Somehow the bomb, which ripped through his Humvee, spared Fernandez who was sleeping next to the vehicle on a cot south of Baghdad in Karballa. It did not spare his driver, gunner nor the platoon sergeant who was nearby in another Humvee.

Seven others were injured.

Afterward, Fernandez, 30, was flown to a naval base in Spain and then to Walter Reed Army Medical Center. Doctors delivered a grim prognosis when he arrived. Part of his right leg had to go. They could try to save his left foot but it might be more trouble than it was worth.

There could be lasting complications.

Fernandez told doctors: "Just take it off. Cut it off and move on. It's literally cutting your losses."

Surgeons amputated his right leg eight inches below the knee. They also removed his left foot.

But Fernandez was undeterred. He returned home that June for many months of painful rehabilitation. The soldier in him refused to lay down — so did his wife Kristi who helped Fernandez recover. "We just kept looking ahead," she said while watching Fernandez play at the Garden, cheering the Army players who eventually lost to Navy 10-6.

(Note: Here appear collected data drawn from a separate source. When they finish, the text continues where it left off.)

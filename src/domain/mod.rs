//! Domain layer for the Tactician planning engine
//!
//! This module contains core models, errors and the ports implemented by
//! adapters.

pub mod errors;
pub mod models;
pub mod ports;

pub use errors::{
    DomainError, DomainResult, ExecutionError, PlanningError, RepositoryError, TransientKind,
};
//! Execution strategy port - pluggable implementations that carry out a
//! task's work.

use async_trait::async_trait;
use std::collections::BTreeSet;
use std::time::Duration;

use crate::domain::errors::ExecutionError;
use crate::domain::models::{StrategyContext, StrategyOutput, Task, TaskType};

/// What a strategy declares about itself at registration.
#[derive(Debug, Clone, PartialEq, Eq)]
pub struct StrategyCapabilities {
    pub supported_types: BTreeSet<TaskType>,
}

impl StrategyCapabilities {
    pub fn new(types: impl IntoIterator<Item = TaskType>) -> Self {
        Self {
            supported_types: types.into_iter().collect(),
        }
    }

    pub fn all() -> Self {
        Self::new(TaskType::ALL)
    }

    pub fn supports(&self, task_type: TaskType) -> bool {
        self.supported_types.contains(&task_type)
    }
}

/// Trait for execution strategy implementations.
///
/// The engine treats `execute` as opaque: it may call out to AI
/// completion, the filesystem or a shell. The engine wraps every call
/// in a timeout and races it against plan cancellation.
#[async_trait]
pub trait ExecutionStrategy: Send + Sync {
    /// Strategy name, used as the history key.
    fn name(&self) -> &'static str;

    fn capabilities(&self) -> StrategyCapabilities;

    /// Fitness for the given task in `[0.0, 1.0]`.
    fn suitability(&self, task: &Task) -> f64;

    /// Per-attempt timeout. `None` uses the engine default.
    fn timeout(&self) -> Option<Duration> {
        None
    }

    async fn execute(
        &self,
        task: &Task,
        context: &StrategyContext,
    ) -> Result<StrategyOutput, ExecutionError>;
}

The first few years were a learning process, but over time he adapted to his new legs. His latest set are made mostly of carbon fiber. He's been able to play sports for about four years.

"I put on my legs in the morning like you put on your shoes," said Fernandez, now alumni director of the Wounded Warrior Project in New York dedicated to veterans injured in Iraq and Afghanistan.

And he never limited himself.

"I wanted to be able to do everything I could do prior to the injury," said Fernandez, who has two children and a third on the way.

One of those things was lacrosse. Fernandez played at Rocky Point High School on Long Island. He was also captain of his team at West Point.

Fernandez wasn't quickest player. He wasn't a star. But he had other skills.

"My saving grace was that I hard shot," he said.

When he takes the field with his prosthetic limbs, changing direction can be difficult though he was able to bound up and down the artificial turf at the Garden with little problem. His wife says he gets better each time he plays, and he scored in a previous alumni game.

The other players show him no quarter and certainly the ones from Navy did not at MSG. Most of the time, players aren't looking at his legs. They're looking to jar the bar loose with a good hit.

"I try my hardest," he said. "I try to put the ball in the back of the net."

Playing lacrosse at the Garden, perhaps, isn't his proudest moment on two legs since his injury.

Fernandez had intended to marry his wife in a big ceremony but had to quickly tie the knot in a civil service shortly before he shipped out to Iraq.

"The deployment got in the way," he said.

A proper wedding had to wait. Only seven months after Fernandez narrowly avoided death, the couple finally had one.

"I danced and walked down the isle," Fernandez said. "I did it all."